What we love about Bloomsburg


mall Town U.S.A.
Bloomsburg has always been near and dear to me for many reasons. For one, I was born and pretty much raised here, moving only across the river during my earlier school years. After attending Bloomsburg University, I was fortunate to find employment with the Pennsylvania Downtown Center, a nonprofit organization now located in Harrisburg. The organization promoted the revitalization of Pennsylvania’s downtowns and I began to realize and appreciate the wonderful town I live in. Several years later, I was asked to serve on the board of directors for Downtown Bloomsburg Inc. This was an opportunity for me to give back to the community I was lucky to grow up in.

As a child I remember visiting Santa at the Candy Cane Cottage on Main Street, and as a parent I now take my own child. There are so many exciting events for children, adults and students continuously going on in Bloomsburg. From the front door of where I work, Bloomsburg University, I can walk downtown and grab lunch, shop, conduct business, visit my dentist, worship and have somewhere to go for entertainment without having to travel a distance.

Times have changed, but Bloomsburg still has the charm, excitement and energy it had when I was small.
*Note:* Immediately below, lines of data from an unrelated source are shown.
#[cfg(test)]
mod tests {
    #![allow(clippy::unwrap_used)]
    #![allow(clippy::float_cmp)]
    use super::*;
    use crate::core::{dish as dish_core, restaurant as restaurant_core, table::TableInput};
    use crate::test_utils::*;

    fn line(dish_id: i64, quantity: i32) -> CartLine {
        CartLine { dish_id, quantity }
    }

    fn cart(items: Vec<CartLine>) -> PlaceOrder {
        PlaceOrder {
            items,
            ..Default::default()
        }
    }

    #[test]
    fn test_round_money() {
        assert_eq!(round_money(1.005_000_1), 1.01);
        assert_eq!(round_money(2.344), 2.34);
        assert_eq!(round_money(0.0), 0.0);
    }

    #[test]
    fn test_cart_totals() {
        let lines = vec![
            PricedLine {
                dish_id: 1,
                dish_name: "Shawarma".into(),
                unit_price: 10.0,
                quantity: 2,
                line_total: 20.0,
            },
            PricedLine {
                dish_id: 2,
                dish_name: "Tea".into(),
                unit_price: 1.37,
                quantity: 3,
                line_total: 4.11,
            },
        ];
        let totals = cart_totals(&lines, 0.15);
        assert_eq!(totals.subtotal, 24.11);
        assert_eq!(totals.tax, 3.62);
        assert_eq!(totals.total, 27.73);

        let empty = cart_totals(&[], 0.15);
        assert_eq!((empty.subtotal, empty.tax, empty.total), (0.0, 0.0, 0.0));
    }

    #[test]
    fn test_merge_lines() {
        let merged = merge_lines(&[line(1, 2), line(2, 1), line(1, 3)]).unwrap();
        assert_eq!(merged, vec![line(1, 5), line(2, 1)]);

        assert!(merge_lines(&[]).is_err());
        assert!(merge_lines(&[line(1, 0)]).is_err());
        assert!(merge_lines(&[line(1, 100)]).is_err());
        assert!(merge_lines(&[line(1, 60), line(1, 40)]).is_err());

        // Merged totals past the cap are rejected, however many lines
        let many = vec![line(1, MAX_QUANTITY); 100_000];
        assert!(matches!(
            merge_lines(&many).unwrap_err(),
            Error::Validation { field: "quantity", .. }
        ));
    }

    #[tokio::test]
    async fn test_place_order_prices_server_side() -> Result<()> {
        let (db, restaurant, shawarma) = setup_with_dish().await?;
        let tea = create_test_dish(&db, restaurant.id, "Tea", 2.0).await?;

        let placed = place_order(
            &db,
            restaurant.id,
            Some("u1"),
            cart(vec![line(shawarma.id, 2), line(tea.id, 1), line(shawarma.id, 1)]),
            0.15,
        )
        .await?;

        assert_eq!(placed.order.status, "NEW");
        assert_eq!(placed.order.user_id.as_deref(), Some("u1"));
        assert_eq!(placed.items.len(), 2);
        assert_eq!(placed.items[0].quantity, 3);
        assert_eq!(placed.items[0].line_total, 30.0);
        assert_eq!(placed.order.subtotal, 32.0);
        assert_eq!(placed.order.tax, 4.8);
        assert_eq!(placed.order.total, 36.8);

        let loaded = get_order(&db, restaurant.id, placed.order.id).await?;
        assert_eq!(loaded, placed);
        Ok(())
    }

    #[tokio::test]
    async fn test_order_rejects_unavailable_and_foreign_dishes() -> Result<()> {
        let (db, restaurant, shawarma) = setup_with_dish().await?;
        dish_core::set_availability(&db, restaurant.id, shawarma.id, false).await?;

        let result = place_order(&db, restaurant.id, None, cart(vec![line(shawarma.id, 1)]), 0.15).await;
        assert!(matches!(result, Err(Error::Validation { field: "items", .. })));

        let other = create_test_restaurant(&db, "Aleppo House", restaurant.country_id).await?;
        let foreign = create_test_dish(&db, other.id, "Kebab", 12.0).await?;
        let result = place_order(&db, restaurant.id, None, cart(vec![line(foreign.id, 1)]), 0.15).await;
        assert!(matches!(result, Err(Error::NotFound { entity: "dish", .. })));

        assert!(list_orders(&db, restaurant.id, None).await?.is_empty());
        Ok(())
    }

    #[tokio::test]
    async fn test_order_requires_active_restaurant_and_table() -> Result<()> {
        let (db, restaurant, dish) = setup_with_dish().await?;

        let inactive = table::create_dining_table(
            &db,
            restaurant.id,
            TableInput {
                number: 1,
                seats: 2,
                label: None,
                is_active: Some(false),
            },
        )
        .await?;
        let mut input = cart(vec![line(dish.id, 1)]);
        input.table_id = Some(inactive.id);
        let result = place_order(&db, restaurant.id, None, input, 0.15).await;
        assert!(matches!(result, Err(Error::Validation { field: "table_id", .. })));

        restaurant_core::set_status(&db, restaurant.id, RestaurantStatus::Suspended).await?;
        let result = place_order(&db, restaurant.id, None, cart(vec![line(dish.id, 1)]), 0.15).await;
        assert!(matches!(result, Err(Error::Validation { field: "restaurant", .. })));
        Ok(())
    }

    #[tokio::test]
    async fn test_list_and_set_status() -> Result<()> {
        let (db, restaurant, dish) = setup_with_dish().await?;
        let first = place_order(&db, restaurant.id, None, cart(vec![line(dish.id, 1)]), 0.15).await?;
        let second = place_order(&db, restaurant.id, None, cart(vec![line(dish.id, 2)]), 0.15).await?;

        let all = list_orders(&db, restaurant.id, None).await?;
        assert_eq!(all[0].id, second.order.id);

        let ready = set_order_status(&db, restaurant.id, first.order.id, OrderStatus::Ready).await?;
        assert_eq!(ready.status, "READY");

        let filtered = list_orders(&db, restaurant.id, Some(OrderStatus::Ready)).await?;
        assert_eq!(filtered.len(), 1);
        assert_eq!(filtered[0].id, first.order.id);

        // Set directly, no transition rules
        let back = set_order_status(&db, restaurant.id, first.order.id, OrderStatus::New).await?;
        assert_eq!(back.status, "NEW");
        Ok(())
    }

    #[tokio::test]
    async fn test_preview_cart() -> Result<()> {
        let (db, restaurant, dish) = setup_with_dish().await?;
        let preview = preview_cart(&db, restaurant.id, &[line(dish.id, 3)], 0.1).await?;
        assert_eq!(preview.lines[0].line_total, 30.0);
        assert_eq!(preview.totals.tax, 3.0);
        assert_eq!(preview.totals.total, 33.0);
        Ok(())
    }
}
I admit, I still slow down and admire the beautiful fountain right in the heart of Main Street. It is a sight to see, especially at night.
Bloomsburg is Small Town USA, and I don’t see myself leaving anytime soon.
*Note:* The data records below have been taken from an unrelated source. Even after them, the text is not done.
//! Entity module - Contains all SeaORM entity definitions for the database.
//! These entities represent the database tables and their relationships.
//! Each entity has a Model struct for data and an Entity struct for operations.

pub mod blog_post;
pub mod country;
pub mod dining_table;
pub mod dish;
pub mod dish_review;
pub mod favorite_dish;
pub mod favorite_restaurant;
pub mod feature;
pub mod gallery_image;
pub mod order;
pub mod order_item;
pub mod qr_code;
pub mod qr_scan;
pub mod restaurant;
pub mod restaurant_review;
pub mod service;
pub mod video;

// Re-export specific types to avoid conflicts
pub use blog_post::Entity as BlogPost;
pub use country::Entity as Country;
pub use dining_table::Entity as DiningTable;
pub use dish::Entity as Dish;
pub use dish_review::Entity as DishReview;
pub use favorite_dish::Entity as FavoriteDish;
pub use favorite_restaurant::Entity as FavoriteRestaurant;
pub use feature::Entity as Feature;
pub use gallery_image::Entity as GalleryImage;
pub use order::{Entity as Order, OrderStatus};
pub use order_item::Entity as OrderItem;
pub use qr_code::Entity as QrCode;
pub use qr_scan::Entity as QrScan;
pub use restaurant::{Entity as Restaurant, RestaurantStatus};
pub use restaurant_review::Entity as RestaurantReview;
pub use service::Entity as Service;
pub use video::Entity as Video;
Jennifer Williams ’90, Office of the President

Home, Harmony and Belonging
When I first moved to Bloomsburg from Texas in 1972, both the college and town seemed so foreign to me. Now, over four decades later, Bloomsburg itself and the BU community have become like family to me. I have witnessed many changes on both fronts but as I grow older I have come to believe in a common theme – that the sense of home, harmony and belonging in the world do not happen in a vacuum. Instead there is an intrinsic tie between the welfare of the community and society at large.

From this belief stems my active participation in our community. Since my retirement from the university in 1996, I have not only served as a board and advisory member in various community organizations but also currently volunteer in our church activities, deliver food as part of the Meals on Wheels program and pick up trash as part of the litter crew in our community.

Because of my background in the sociology of aging and interest in emerging aging issues both locally and globally, I have recently begun focusing on how to improve the lives of our senior citizens. In order to help seniors live healthy and productive lives, I have begun a program under the Columbia/Montour Aging Office called Let Seniors Stay Active, which draws attention to eating right, moving (literally) and to maintaining a healthy lifestyle. At the youthful age of 83, I hope to demonstrate the benefits of physical exercise, regardless of age.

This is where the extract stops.